Exercise instructions
Would you print every entry exactly as it appears?

(Stored items)

# # # # # # #

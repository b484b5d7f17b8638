//! Allocation runner: wires config, data loading and the core pipeline.
//!
//! Entry points:
//! - `load_inputs()`: reads bars, snapshots and positions named by the config.
//! - `run_with_inputs()`: runs the pipeline over already-loaded inputs.
//! - `run_allocation()`: both of the above. Used by the CLI.
//! - `apply_outcome()`: buys the allocation into the portfolio file.

use std::collections::BTreeMap;

use chrono::NaiveDate;
use serde::Serialize;
use thiserror::Error;
use tracing::{info, warn};

use weightlab_core::{run_pipeline, AllocationReport, AssetData, PipelineError, PositionRecord};

use crate::config::{ConfigError, RunConfig, RunId};
use crate::data_loader::{
    assemble_assets, discover_symbols, load_bars, load_portfolio, load_snapshots, LoadError,
};
use crate::etf_fill::fill_etf_fields;
use crate::portfolio_update::{apply_allocation, save_portfolio};

/// Errors from the runner.
#[derive(Debug, Error)]
pub enum RunError {
    #[error("config error: {0}")]
    Config(#[from] ConfigError),
    #[error("data error: {0}")]
    Data(#[from] LoadError),
    #[error("pipeline error: {0}")]
    Pipeline(#[from] PipelineError),
}

/// Current schema version for persisted artifacts.
pub const SCHEMA_VERSION: u32 = 1;

/// Inputs read from disk for one run.
#[derive(Debug, Clone)]
pub struct LoadedInputs {
    pub assets: Vec<AssetData>,
    /// Every position in the portfolio file, including unallocated symbols.
    pub positions: Vec<PositionRecord>,
}

/// Complete result of one allocation run.
#[derive(Debug, Clone, Serialize)]
pub struct RunOutcome {
    pub schema_version: u32,
    pub run_id: RunId,
    pub report: AllocationReport,
}

/// Evaluation date: the configured one, or today.
pub fn resolve_as_of(config: &RunConfig) -> NaiveDate {
    config
        .as_of
        .unwrap_or_else(|| chrono::Local::now().date_naive())
}

pub fn load_inputs(config: &RunConfig) -> Result<LoadedInputs, RunError> {
    let data = &config.data;
    let symbols = if data.symbols.is_empty() {
        discover_symbols(&data.bars_dir)?
    } else {
        data.symbols.clone()
    };

    let mut bars = BTreeMap::new();
    for symbol in &symbols {
        bars.insert(symbol.clone(), load_bars(&data.bars_dir, symbol)?);
    }

    let mut snapshots = load_snapshots(&data.snapshot)?;
    if data.fill_etf_fields {
        for (symbol, snapshot) in snapshots.iter_mut() {
            fill_etf_fields(symbol, snapshot);
        }
    }

    let positions = load_portfolio(&data.portfolio)?;
    let assets = assemble_assets(&symbols, bars, snapshots, &positions, &data.snapshot)?;
    info!(
        assets = assets.len(),
        positions = positions.len(),
        "inputs loaded"
    );
    Ok(LoadedInputs { assets, positions })
}

pub fn run_with_inputs(config: &RunConfig, inputs: &LoadedInputs) -> Result<RunOutcome, RunError> {
    config.validate()?;
    let run_id = config.run_id();
    let as_of = resolve_as_of(config);
    let seed = config.effective_seed();
    info!(%run_id, %as_of, seed, budget = config.budget, "starting run");

    let report = run_pipeline(&inputs.assets, config.budget, as_of, seed, &config.pipeline)?;
    for issue in &report.issues {
        warn!(?issue, "soft issue");
    }
    Ok(RunOutcome {
        schema_version: SCHEMA_VERSION,
        run_id,
        report,
    })
}

/// Load inputs and run the pipeline.
pub fn run_allocation(config: &RunConfig) -> Result<(LoadedInputs, RunOutcome), RunError> {
    let inputs = load_inputs(config)?;
    let outcome = run_with_inputs(config, &inputs)?;
    Ok((inputs, outcome))
}

/// Apply the outcome's allocation to the positions and save the portfolio file.
pub fn apply_outcome(
    config: &RunConfig,
    inputs: &LoadedInputs,
    outcome: &RunOutcome,
) -> Result<Vec<PositionRecord>, RunError> {
    let updated = apply_allocation(
        &inputs.positions,
        &outcome.report.allocation,
        &inputs.assets,
        outcome.report.run.as_of,
    );
    save_portfolio(&config.data.portfolio, &updated)?;
    Ok(updated)
}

# # # # # # #

Result for this exercise
repository b484b5d7f17b8638
//! Allocation runner: wires config, data loading and the core pipeline.
//!
//! Entry points:
//! - `load_inputs()`: reads bars, snapshots and positions named by the config.
//! - `run_with_inputs()`: runs the pipeline over already-loaded inputs.
//! - `run_allocation()`: both of the above. Used by the CLI.
//! - `apply_outcome()`: buys the allocation into the portfolio file.

use std::collections::BTreeMap;

use chrono::NaiveDate;
use serde::Serialize;
use thiserror::Error;
use tracing::{info, warn};

use weightlab_core::{run_pipeline, AllocationReport, AssetData, PipelineError, PositionRecord};

use crate::config::{ConfigError, RunConfig, RunId};
use crate::data_loader::{
    assemble_assets, discover_symbols, load_bars, load_portfolio, load_snapshots, LoadError,
};
use crate::etf_fill::fill_etf_fields;
use crate::portfolio_update::{apply_allocation, save_portfolio};

/// Errors from the runner.
#[derive(Debug, Error)]
pub enum RunError {
    #[error("config error: {0}")]
    Config(#[from] ConfigError),
    #[error("data error: {0}")]
    Data(#[from] LoadError),
    #[error("pipeline error: {0}")]
    Pipeline(#[from] PipelineError),
}

/// Current schema version for persisted artifacts.
pub const SCHEMA_VERSION: u32 = 1;

/// Inputs read from disk for one run.
#[derive(Debug, Clone)]
pub struct LoadedInputs {
    pub assets: Vec<AssetData>,
    /// Every position in the portfolio file, including unallocated symbols.
    pub positions: Vec<PositionRecord>,
}

/// Complete result of one allocation run.
#[derive(Debug, Clone, Serialize)]
pub struct RunOutcome {
    pub schema_version: u32,
    pub run_id: RunId,
    pub report: AllocationReport,
}

/// Evaluation date: the configured one, or today.
pub fn resolve_as_of(config: &RunConfig) -> NaiveDate {
    config
        .as_of
        .unwrap_or_else(|| chrono::Local::now().date_naive())
}

pub fn load_inputs(config: &RunConfig) -> Result<LoadedInputs, RunError> {
    let data = &config.data;
    let symbols = if data.symbols.is_empty() {
        discover_symbols(&data.bars_dir)?
    } else {
        data.symbols.clone()
    };

    let mut bars = BTreeMap::new();
    for symbol in &symbols {
        bars.insert(symbol.clone(), load_bars(&data.bars_dir, symbol)?);
    }

    let mut snapshots = load_snapshots(&data.snapshot)?;
    if data.fill_etf_fields {
        for (symbol, snapshot) in snapshots.iter_mut() {
            fill_etf_fields(symbol, snapshot);
        }
    }

    let positions = load_portfolio(&data.portfolio)?;
    let assets = assemble_assets(&symbols, bars, snapshots, &positions, &data.snapshot)?;
    info!(
        assets = assets.len(),
        positions = positions.len(),
        "inputs loaded"
    );
    Ok(LoadedInputs { assets, positions })
}

pub fn run_with_inputs(config: &RunConfig, inputs: &LoadedInputs) -> Result<RunOutcome, RunError> {
    config.validate()?;
    let run_id = config.run_id();
    let as_of = resolve_as_of(config);
    let seed = config.effective_seed();
    info!(%run_id, %as_of, seed, budget = config.budget, "starting run");

    let report = run_pipeline(&inputs.assets, config.budget, as_of, seed, &config.pipeline)?;
    for issue in &report.issues {
        warn!(?issue, "soft issue");
    }
    Ok(RunOutcome {
        schema_version: SCHEMA_VERSION,
        run_id,
        report,
    })
}

/// Load inputs and run the pipeline.
pub fn run_allocation(config: &RunConfig) -> Result<(LoadedInputs, RunOutcome), RunError> {
    let inputs = load_inputs(config)?;
    let outcome = run_with_inputs(config, &inputs)?;
    Ok((inputs, outcome))
}

/// Apply the outcome's allocation to the positions and save the portfolio file.
pub fn apply_outcome(
    config: &RunConfig,
    inputs: &LoadedInputs,
    outcome: &RunOutcome,
) -> Result<Vec<PositionRecord>, RunError> {
    let updated = apply_allocation(
        &inputs.positions,
        &outcome.report.allocation,
        &inputs.assets,
        outcome.report.run.as_of,
    );
    save_portfolio(&config.data.portfolio, &updated)?;
    Ok(updated)
}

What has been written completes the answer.